Actually I'm not sure I even can sort through it all here, because it would end up being the longest blog post in the history of the internet, and anyone who made it all the way to the end would quickly be looking into whether it's still possible to have crazy people locked up in an asylum!
So here's how this unraveling started: Candice, my partner in crime and much-needed kick in the pants who restarted my triathlon journey this year, might have to drop out due to injuries. I'm praying she will find a way to continue, but I have to face the very real possibility that she can't.
Now, WITH Candice, doing a tri this year is an insane adventure and an opportunity for bonding and deepening our friendship.

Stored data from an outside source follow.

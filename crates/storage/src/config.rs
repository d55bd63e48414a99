// SPDX-License-Identifier: BUSL-1.1
// Copyright (c) 2026 Alfred Jean LLC

//! Grouped key-value configuration store, TOML on disk
//!
//! The store is an explicit object passed into save/load operations;
//! there is no shared global instance. Groups are tables by
//! construction; a non-table entry at the top level of a loaded file is
//! malformed and dropped during parsing.

use std::collections::BTreeMap;
use std::fs;
use std::path::Path;
use thiserror::Error;
use toml::{Table, Value};

#[derive(Debug, Error)]
pub enum StoreError {
    #[error("io error: {0}")]
    Io(#[from] std::io::Error),
    #[error("toml parse error: {0}")]
    Parse(#[from] toml::de::Error),
    #[error("toml serialize error: {0}")]
    Serialize(#[from] toml::ser::Error),
}

/// Named groups of typed entries
#[derive(Debug, Clone, Default)]
pub struct ConfigStore {
    groups: BTreeMap<String, Table>,
}

impl ConfigStore {
    pub fn new() -> Self {
        Self::default()
    }

    /// Load a store from a TOML file; a missing file yields an empty store
    pub fn load_path(path: impl AsRef<Path>) -> Result<Self, StoreError> {
        let path = path.as_ref();
        if !path.exists() {
            return Ok(Self::new());
        }
        Self::from_toml_str(&fs::read_to_string(path)?)
    }

    /// Write the store to a TOML file
    pub fn save_path(&self, path: impl AsRef<Path>) -> Result<(), StoreError> {
        fs::write(path, self.to_toml_string()?)?;
        Ok(())
    }

    pub fn from_toml_str(input: &str) -> Result<Self, StoreError> {
        let groups = input
            .parse::<Table>()?
            .into_iter()
            .filter_map(|(name, value)| match value {
                Value::Table(entries) => Some((name, entries)),
                _ => None,
            })
            .collect();
        Ok(Self { groups })
    }

    pub fn to_toml_string(&self) -> Result<String, StoreError> {
        Ok(toml::to_string_pretty(&self.groups)?)
    }

    pub fn set_str(&mut self, group: &str, key: &str, value: impl Into<String>) {
        self.group_mut(group)
            .insert(key.to_string(), Value::String(value.into()));
    }

    pub fn set_int(&mut self, group: &str, key: &str, value: i64) {
        self.group_mut(group)
            .insert(key.to_string(), Value::Integer(value));
    }

    pub fn set_bool(&mut self, group: &str, key: &str, value: bool) {
        self.group_mut(group)
            .insert(key.to_string(), Value::Boolean(value));
    }

    /// Remove an entry; absent groups or keys are ignored
    pub fn remove(&mut self, group: &str, key: &str) {
        if let Some(entries) = self.groups.get_mut(group) {
            entries.remove(key);
        }
    }

    pub fn get_str(&self, group: &str, key: &str) -> Option<&str> {
        self.entry(group, key)?.as_str()
    }

    pub fn get_int(&self, group: &str, key: &str) -> Option<i64> {
        self.entry(group, key)?.as_integer()
    }

    pub fn get_bool(&self, group: &str, key: &str) -> Option<bool> {
        self.entry(group, key)?.as_bool()
    }

    pub fn contains(&self, group: &str, key: &str) -> bool {
        self.entry(group, key).is_some()
    }

    fn entry(&self, group: &str, key: &str) -> Option<&Value> {
        self.groups.get(group)?.get(key)
    }

    fn group_mut(&mut self, group: &str) -> &mut Table {
        self.groups.entry(group.to_string()).or_insert_with(Table::new)
    }
}

#[cfg(test)]
#[path = "config_tests.rs"]
mod tests;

We both came into this with different emotional baggage, different things to prove, and different obstacles to overcome, but we've been able to learn from and encourage each other. Even though the timing seemed crazy when she first presented the idea, it quickly began to feel right somehow, perhaps even "meant to be," as cheesy as that sounds.
WITHOUT Candice, doing a tri this year is all of the insanity with none of the good stuff that makes it almost make sense.

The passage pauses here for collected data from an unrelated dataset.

// SPDX-License-Identifier: BUSL-1.1
// Copyright (c) 2026 Alfred Jean LLC

//! The engine: owns the registry and executes job effects
//!
//! All mutation goes through the `Engine`, which runs each job operation,
//! then drains the returned effects: events to the bus, commands to the
//! process adapter, tick sources to the scheduler. Consecutive chaining
//! happens here, when a `Finished` event passes through.

use crate::error::EngineError;
use crate::scheduler::TickScheduler;
use crate::spawn::{ProcessAdapter, ProcessEvent, ProcessEventSender, ProcessOutcome};
use fuse_core::{
    Clock, Effect, EventBus, EventReceiver, JobEvent, JobId, JobRegistry, TimerJob,
};
use fuse_storage::{load_registry, save_registry, ConfigStore};
use std::collections::VecDeque;
use std::path::Path;
use std::time::Instant;
use tokio::sync::mpsc;
use tracing::{debug, trace};

pub struct Engine<A: ProcessAdapter, C: Clock> {
    registry: JobRegistry,
    scheduler: TickScheduler,
    bus: EventBus,
    adapter: A,
    clock: C,
    proc_tx: ProcessEventSender,
    proc_rx: mpsc::UnboundedReceiver<ProcessEvent>,
}

impl<A: ProcessAdapter, C: Clock> Engine<A, C> {
    pub fn new(adapter: A, clock: C) -> Self {
        let (proc_tx, proc_rx) = mpsc::unbounded_channel();
        Self {
            registry: JobRegistry::new(),
            scheduler: TickScheduler::new(),
            bus: EventBus::new(),
            adapter,
            clock,
            proc_tx,
            proc_rx,
        }
    }

    /// Subscribe to all job events
    pub fn subscribe(&self) -> EventReceiver {
        self.bus.subscribe()
    }

    /// Create a new job with default settings
    pub fn add_job(&mut self) -> JobId {
        let id = self.registry.add();
        self.bus.publish(JobEvent::Changed { job: id.clone() });
        id
    }

    /// Remove a job. Its tick source is cancelled; completions from
    /// processes it already spawned are ignored when they arrive.
    pub fn remove_job(&mut self, id: &JobId) -> Result<(), EngineError> {
        match self.registry.remove(id) {
            Some(_) => {
                self.scheduler.cancel(id);
                Ok(())
            }
            None => Err(EngineError::JobNotFound(id.clone())),
        }
    }

    pub fn job(&self, id: &JobId) -> Option<&TimerJob> {
        self.registry.get(id)
    }

    pub fn jobs(&self) -> impl Iterator<Item = &TimerJob> {
        self.registry.iter()
    }

    pub fn show_seconds(&self) -> bool {
        self.registry.show_seconds()
    }

    pub fn set_show_seconds(&mut self, show_seconds: bool) {
        self.registry.set_show_seconds(show_seconds);
    }

    // ---- lifecycle -------------------------------------------------

    pub async fn start(&mut self, id: &JobId) -> Result<(), EngineError> {
        self.with_job(id, TimerJob::start).await
    }

    pub async fn pause(&mut self, id: &JobId) -> Result<(), EngineError> {
        self.with_job(id, TimerJob::pause).await
    }

    pub async fn stop(&mut self, id: &JobId) -> Result<(), EngineError> {
        self.with_job(id, TimerJob::stop).await
    }

    pub async fn toggle(&mut self, id: &JobId) -> Result<(), EngineError> {
        self.with_job(id, TimerJob::toggle).await
    }

    // ---- settings --------------------------------------------------

    pub async fn set_delay(&mut self, id: &JobId, delay: u32) -> Result<(), EngineError> {
        self.with_job(id, |job| job.set_delay(delay)).await
    }

    pub async fn set_value(&mut self, id: &JobId, value: u32) -> Result<(), EngineError> {
        self.with_job(id, |job| job.set_value(value)).await
    }

    pub async fn set_command(&mut self, id: &JobId, command: &str) -> Result<(), EngineError> {
        self.with_job(id, |job| job.set_command(command)).await
    }

    pub async fn set_on_schedule(&mut self, id: &JobId, command: &str) -> Result<(), EngineError> {
        self.with_job(id, |job| job.set_on_schedule(command)).await
    }

    pub async fn set_on_pause(&mut self, id: &JobId, command: &str) -> Result<(), EngineError> {
        self.with_job(id, |job| job.set_on_pause(command)).await
    }

    pub async fn set_on_resume(&mut self, id: &JobId, command: &str) -> Result<(), EngineError> {
        self.with_job(id, |job| job.set_on_resume(command)).await
    }

    pub async fn set_on_stop(&mut self, id: &JobId, command: &str) -> Result<(), EngineError> {
        self.with_job(id, |job| job.set_on_stop(command)).await
    }

    pub async fn set_on_success(&mut self, id: &JobId, command: &str) -> Result<(), EngineError> {
        self.with_job(id, |job| job.set_on_success(command)).await
    }

    pub async fn set_on_failure(&mut self, id: &JobId, command: &str) -> Result<(), EngineError> {
        self.with_job(id, |job| job.set_on_failure(command)).await
    }

    pub async fn set_loop(&mut self, id: &JobId, loop_enabled: bool) -> Result<(), EngineError> {
        self.with_job(id, |job| job.set_loop(loop_enabled)).await
    }

    pub async fn set_one_instance(
        &mut self,
        id: &JobId,
        one_instance: bool,
    ) -> Result<(), EngineError> {
        self.with_job(id, |job| job.set_one_instance(one_instance))
            .await
    }

    pub async fn set_consecutive(
        &mut self,
        id: &JobId,
        consecutive: bool,
    ) -> Result<(), EngineError> {
        self.with_job(id, |job| job.set_consecutive(consecutive))
            .await
    }

    // ---- driving ---------------------------------------------------

    /// Drain pending process completions, then deliver any due ticks
    pub async fn poll(&mut self) {
        while let Ok(event) = self.proc_rx.try_recv() {
            self.handle_process_event(event).await;
        }
        self.tick_due().await;
    }

    /// The next tick deadline, if any countdown is running
    pub fn next_deadline(&self) -> Option<Instant> {
        self.scheduler.next_fire_time()
    }

    /// Run the engine until the surrounding task is dropped, reacting to
    /// process completions and tick deadlines as they come
    pub async fn run(&mut self) {
        loop {
            let deadline = self.scheduler.next_fire_time();
            tokio::select! {
                Some(event) = self.proc_rx.recv() => {
                    self.handle_process_event(event).await;
                }
                () = sleep_until_opt(deadline) => {
                    self.tick_due().await;
                }
            }
        }
    }

    /// Apply one process completion to its job
    pub async fn handle_process_event(&mut self, event: ProcessEvent) {
        let effects = match self.registry.get_mut(&event.job) {
            Some(job) => match event.outcome {
                ProcessOutcome::Exited { success } => job.process_exited(event.handle, success),
                ProcessOutcome::SpawnFailed { error } => {
                    debug!(job = %event.job, %error, "command failed to start");
                    job.spawn_failed(event.handle)
                }
            },
            None => {
                debug!(job = %event.job, "completion for removed job ignored");
                return;
            }
        };
        self.execute(effects).await;
    }

    async fn tick_due(&mut self) {
        let now = self.clock.now();
        for id in self.scheduler.poll(now) {
            let Some(job) = self.registry.get_mut(&id) else {
                // Removed while a tick was in flight
                self.scheduler.cancel(&id);
                continue;
            };
            let effects = job.tick();
            self.execute(effects).await;
        }
    }

    // ---- persistence -----------------------------------------------

    /// Write the registry into a config store
    pub fn save(&self, store: &mut ConfigStore) {
        save_registry(store, &self.registry, self.clock.now_unix());
    }

    /// Replace the registry with the jobs in a config store. Jobs saved
    /// while running resume their countdown; each loaded job gets a
    /// `Changed` event.
    pub fn load(&mut self, store: &ConfigStore) {
        self.registry = load_registry(store, self.clock.now_unix());
        let now = self.clock.now();
        for job in self.registry.iter() {
            if job.state() == fuse_core::JobState::Started {
                self.scheduler.schedule(job.id().clone(), now);
            }
            self.bus.publish(JobEvent::Changed {
                job: job.id().clone(),
            });
        }
    }

    pub fn save_to_path(&self, path: impl AsRef<Path>) -> Result<(), EngineError> {
        let mut store = ConfigStore::new();
        self.save(&mut store);
        store.save_path(path)?;
        Ok(())
    }

    pub fn load_from_path(&mut self, path: impl AsRef<Path>) -> Result<(), EngineError> {
        let store = ConfigStore::load_path(path)?;
        self.load(&store);
        Ok(())
    }

    // ---- internals -------------------------------------------------

    async fn with_job<F>(&mut self, id: &JobId, op: F) -> Result<(), EngineError>
    where
        F: FnOnce(&mut TimerJob) -> Vec<Effect>,
    {
        let effects = {
            let job = self
                .registry
                .get_mut(id)
                .ok_or_else(|| EngineError::JobNotFound(id.clone()))?;
            op(job)
        };
        self.execute(effects).await;
        Ok(())
    }

    /// Execute effects in order. Effects produced along the way (the
    /// consecutive follower's start) are queued behind the current batch.
    async fn execute(&mut self, effects: Vec<Effect>) {
        let mut work: VecDeque<Effect> = effects.into();
        while let Some(effect) = work.pop_front() {
            trace!(effect = effect.name(), "execute");
            match effect {
                Effect::Emit(event) => {
                    let follower = match &event {
                        JobEvent::Finished { job, .. } => self
                            .registry
                            .consecutive_follower(job)
                            .map(|next| next.id().clone()),
                        _ => None,
                    };
                    self.bus.publish(event);
                    if let Some(next) = follower {
                        if let Some(job) = self.registry.get_mut(&next) {
                            work.extend(job.start());
                        }
                    }
                }
                Effect::Spawn {
                    job,
                    handle,
                    command,
                } => {
                    self.adapter
                        .spawn(job, handle, command, self.proc_tx.clone())
                        .await;
                }
                Effect::SpawnHook { command } => {
                    self.adapter.spawn_hook(command).await;
                }
                Effect::StartTick { job } => {
                    self.scheduler.schedule(job, self.clock.now());
                }
                Effect::StopTick { job } => {
                    self.scheduler.cancel(&job);
                }
            }
        }
    }
}

async fn sleep_until_opt(deadline: Option<Instant>) {
    match deadline {
        Some(deadline) => {
            tokio::time::sleep_until(tokio::time::Instant::from_std(deadline)).await;
        }
        None => std::future::pending().await,
    }
}

#[cfg(test)]
#[path = "runtime_tests.rs"]
mod tests;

I could make a rather lengthy list of reasons why I should not be preparing for a triathlon at this moment in time. I've been working on such a list in my head all day, in fact. Some of the top factors are inadequate supplies of time, energy, and money. I could go into detail about each of those, but "longest blog post in history," yadda yadda. In a nutshell, I can think of MANY reasons why I should not proceed with my triathlon plans without Candice, and instead should spend the next year building up my base level of endurance and working through all the other obstacles before actually entering a race.
That conclusion is almost too logical though, so naturally I have to second-guess it and wonder if I'm really just looking for excuses to chicken out and give up on myself rather than follow through with something so challenging. Is that it? Am I just being a big ol' wuss? Do I need to go ahead with the tri ASAP just to prove to myself that I'm NOT a wuss? Aaaaaaand the headgames have begun. I'm a mental case for sure.
I truly don't know what to do. There is an earlier event that I could do without Candice that would solve some (but not all) of my problems, obstacles, fears, and issues, but it creates a few more of its own by being sooner -- I seriously doubt I will be ready in time. So I don't know if that's a reasonable solution. All I know is I need to figure something out soon because I'm cracking up and starting to wonder whether I really want to do a triathlon at all, ever. Maybe my brand of crazy isn't the right kind needed for this sort of thing.
Or maybe it's exactly the right kind. I just don't know.